In the end, IT departments' legitimate claim on governance and system ownership must balance against end users' legitimate demands for flexible, adaptable systems. There may be conflicts, but both sides are right; they belong to the same team and must work together.
PETER COFFEE: Do service providers need to do a better job of communicating the security and control that an enterprise cloud can provide?
MICHAEL KRIGSMAN: Communication is important, but substantive protection and prevention is more important. For example, when Sony Playstation online loses personally identifiable information belonging to 100 million people, there's clearly a problem. Routine data theft is unacceptable and too many companies address the security problem only after something bad happens.
Responsible enterprise cloud vendors take security seriously, as a top priority, to prevent intrusions. Given that context, communication of course is important.
PETER COFFEE: Has the cloud become that kind of friendly place for people, where vendors and service providers can personalize their service without people getting nervous about how much they know about their customers?
MICHAEL KRIGSMAN: Personalization requires customer-specific data; the more information cloud providers possess, the greater their opportunity to create a personalized experience for users. However, there is a tension between consolidation of data and the risk of privacy breaches, exposure, and even vendors misusing that data. When it comes to privacy, trust inspires confidence but trust is not a given and must be earned.

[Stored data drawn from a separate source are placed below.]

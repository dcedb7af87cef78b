//! # shop-wasm
//!
//! WebAssembly bindings for storefront-rs.
//!
//! Runs the same pricing rules as the server in the browser so the cart can
//! show shipping, tax and total before checkout:
//! - Cart quotes against the store pricing policy
//! - Amount validation and display formatting
//! - Which payment providers to show
//!
//! ## Usage (JavaScript)
//!
//! ```javascript
//! import init, { quote_cart } from 'storefront-wasm';
//!
//! await init();
//!
//! const options = await fetch('/api/checkout/options').then(r => r.json());
//! const quote = quote_cart(
//!   [{ price: '25.00', quantity: 2 }],
//!   options.pricing,
//! );
//!
//! console.log('Total:', quote.total);
//! ```
//!
//! ## Building
//!
//! ```bash
//! wasm-pack build --target web
//! ```

use rust_decimal::Decimal;
use serde::{Deserialize, Serialize};
use shop_core::{
    parse_amount, round_money, validate_cart_lines, CartLine, PaymentProviderKind, PriceQuote,
    PricingEngine, PricingPolicy, ProviderAvailability, SettingsMap, ShopResult,
};
use std::str::FromStr;
use wasm_bindgen::prelude::*;

/// Cart item for WASM interface
#[derive(Debug, Clone, Serialize, Deserialize)]
#[serde(rename_all = "camelCase")]
#[wasm_bindgen]
pub struct WasmCartItem {
    product_id: i64,
    name: String,
    price: String,
    quantity: u32,
}

#[wasm_bindgen]
impl WasmCartItem {
    #[wasm_bindgen(constructor)]
    pub fn new(product_id: i64, name: String, price: String, quantity: u32) -> Self {
        Self {
            product_id,
            name,
            price,
            quantity,
        }
    }

    #[wasm_bindgen(getter)]
    pub fn product_id(&self) -> i64 {
        self.product_id
    }

    #[wasm_bindgen(getter)]
    pub fn name(&self) -> String {
        self.name.clone()
    }

    #[wasm_bindgen(getter)]
    pub fn price(&self) -> String {
        self.price.clone()
    }

    #[wasm_bindgen(getter)]
    pub fn quantity(&self) -> u32 {
        self.quantity
    }

    /// Line total as a 2-place decimal string; empty when the price is not a number
    #[wasm_bindgen]
    pub fn line_total(&self) -> String {
        self.cart_line()
            .and_then(|line| line.line_total())
            .map(|total| round_money(total).to_string())
            .unwrap_or_default()
    }

    /// Format total for display
    #[wasm_bindgen]
    pub fn format_total(&self) -> String {
        format_money(&self.line_total())
    }
}

impl WasmCartItem {
    fn cart_line(&self) -> Option<CartLine> {
        Decimal::from_str(self.price.trim())
            .ok()
            .map(|price| CartLine::new(price, self.quantity))
    }
}

/// Price a cart in the browser.
///
/// `items` is an array of `{ price, quantity }`; `policy` is the `pricing`
/// object from `/api/checkout/options`, or `undefined` for store defaults.
#[wasm_bindgen]
pub fn quote_cart(items: JsValue, policy: JsValue) -> Result<JsValue, JsValue> {
    let items: Vec<CartLine> = serde_wasm_bindgen::from_value(items)
        .map_err(|e| JsValue::from_str(&format!("Invalid cart items: {}", e)))?;

    let policy: Option<PricingPolicy> = if policy.is_undefined() || policy.is_null() {
        None
    } else {
        Some(
            serde_wasm_bindgen::from_value(policy)
                .map_err(|e| JsValue::from_str(&format!("Invalid pricing policy: {}", e)))?,
        )
    };

    let quote = quote_lines(items, policy).map_err(|e| JsValue::from_str(&e.to_string()))?;
    serde_wasm_bindgen::to_value(&quote).map_err(|e| JsValue::from_str(&e.to_string()))
}

/// Providers the checkout page should show for a settings snapshot
#[wasm_bindgen]
pub fn offered_providers(settings: JsValue, paypal_enabled: bool) -> Result<JsValue, JsValue> {
    let settings: SettingsMap = serde_wasm_bindgen::from_value(settings)
        .map_err(|e| JsValue::from_str(&format!("Invalid settings: {}", e)))?;

    let offered = providers_for(&settings, paypal_enabled);
    serde_wasm_bindgen::to_value(&offered).map_err(|e| JsValue::from_str(&e.to_string()))
}

/// Format a decimal amount for display, e.g. `"63.99"` -> `"$63.99"`
#[wasm_bindgen]
pub fn format_money(amount: &str) -> String {
    match Decimal::from_str(amount.trim()) {
        Ok(value) if value.is_sign_negative() => format!("-${}", round_money(value.abs())),
        Ok(value) => format!("${}", round_money(value)),
        Err(_) => String::new(),
    }
}

/// Whether the server will accept `amount` for a payment
#[wasm_bindgen]
pub fn validate_amount(amount: &str) -> bool {
    parse_amount(amount).is_ok()
}

/// Log to browser console
#[wasm_bindgen]
pub fn log(message: &str) {
    web_sys::console::log_1(&JsValue::from_str(message));
}

/// Get library version
#[wasm_bindgen]
pub fn version() -> String {
    env!("CARGO_PKG_VERSION").to_string()
}

fn quote_lines(items: Vec<CartLine>, policy: Option<PricingPolicy>) -> ShopResult<PriceQuote> {
    validate_cart_lines(&items)?;
    PricingEngine::new(policy.unwrap_or_default()).quote(items)
}

fn providers_for(settings: &SettingsMap, paypal_enabled: bool) -> Vec<PaymentProviderKind> {
    ProviderAvailability::from_settings(settings, paypal_enabled).offered()
}

#[cfg(test)]
mod tests {
    use super::*;
    use shop_core::settings::keys;

    #[test]
    fn test_cart_item_total() {
        let item = WasmCartItem::new(1, "Linen Shirt".to_string(), "19.99".to_string(), 2);
        assert_eq!(item.line_total(), "39.98");
        assert_eq!(item.format_total(), "$39.98");

        let broken = WasmCartItem::new(2, "Broken".to_string(), "abc".to_string(), 1);
        assert_eq!(broken.line_total(), "");
    }

    #[test]
    fn test_format_money() {
        assert_eq!(format_money("19.99"), "$19.99");
        assert_eq!(format_money("1"), "$1.00");
        assert_eq!(format_money("-2.5"), "-$2.50");
        assert_eq!(format_money("nope"), "");
    }

    #[test]
    fn test_validate_amount() {
        assert!(validate_amount("10.00"));
        assert!(!validate_amount("0"));
        assert!(!validate_amount("-1"));
        assert!(!validate_amount("ten"));
        assert!(!validate_amount("0.001"));
    }

    #[test]
    fn test_quote_rejects_out_of_range_lines() {
        let huge = Decimal::from_str("79228162514264337593543950335").unwrap();
        assert!(quote_lines(vec![CartLine::new(huge, 2)], None).is_err());
        assert!(quote_lines(vec![CartLine::new(Decimal::ONE, 10_000)], None).is_err());
    }

    #[test]
    fn test_quote_uses_defaults_without_policy() {
        let quote = quote_lines(
            vec![CartLine::new(Decimal::new(2500, 2), 2)],
            None,
        )
        .unwrap();
        assert_eq!(quote.subtotal.to_string(), "50.00");
        assert_eq!(quote.shipping.to_string(), "9.99");
        assert_eq!(quote.tax.to_string(), "4.00");
        assert_eq!(quote.total.to_string(), "63.99");
    }

    #[test]
    fn test_quote_with_store_policy() {
        let policy = PricingPolicy::new(Decimal::ZERO, Decimal::new(40, 0), Decimal::new(5, 0));
        let quote = quote_lines(vec![CartLine::new(Decimal::new(4000, 2), 1)], Some(policy)).unwrap();
        assert!(quote.ships_free());
        assert_eq!(quote.total.to_string(), "40.00");
    }

    #[test]
    fn test_providers_for_settings() {
        let settings = SettingsMap::new();
        assert_eq!(
            providers_for(&settings, false),
            vec![PaymentProviderKind::Stripe, PaymentProviderKind::PayPal]
        );

        let mut settings = SettingsMap::new();
        settings.insert(keys::COD_ENABLED.into(), "true".into());
        assert_eq!(
            providers_for(&settings, false),
            vec![PaymentProviderKind::CashOnDelivery]
        );
    }
}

PETER COFFEE: Is anyone, in your opinion, setting the example of how to be social without being scary?
MICHAEL KRIGSMAN: Interesting question. When Google first started, I think most people felt comfortable they genuinely would do no evil, to paraphrase their motto. Today, with their vast consolidation of information, trust is a big concern. Former CEO, Eric Schmidt, seemed to dismiss the importance of privacy in pronouncements he made during an interview.
What about Facebook? Their goal is to slice and dice our personal information to make as much money as possible for themselves. Does that motivation lead to trust?
PETER COFFEE: Three years ago, we had to focus on the credibility of the cloud. Today, it seems as if everyone understands the capability, but now the question is the balance of power between the provider and the customer. What should customers be demanding, and what should service providers be doing, to address those concerns?
MICHAEL KRIGSMAN: Customers want to remain in control, so we must start with that perspective. Service providers should ask customers what they want, and what's important to them. Talking with customers is a great best practice.
Both customers and cloud providers have become more sophisticated about the need for data interoperability and transfer. The ability to move data in and out of a system creates flexibility and encourages innovation, so it's important.
PETER COFFEE: As much as I might wish for it, we’ll probably never see a Boston Globe headline that says “salesforce.com stays up and uncracked for yet another day.” On the other hand, the rare event when a big cloud service has a hiccup is headline news. Are enterprise adopters hearing enough of the success stories, as opposed to the scary hype (and sometimes propaganda) about the risks of the cloud?
MICHAEL KRIGSMAN: We take cloud success for granted in the services we use every day. Gmail loads when we click. Check. Salesforce comes up when we click. Check. And so it goes every day.
We become jaded when vendors talk about success because everyone sings their own praises. In addition, most people find it more interesting to complain about the exceptions than to praise ongoing success. Failure is always more entertaining than success.
Disclosure: Salesforce reimbursed expenses for two cab rides.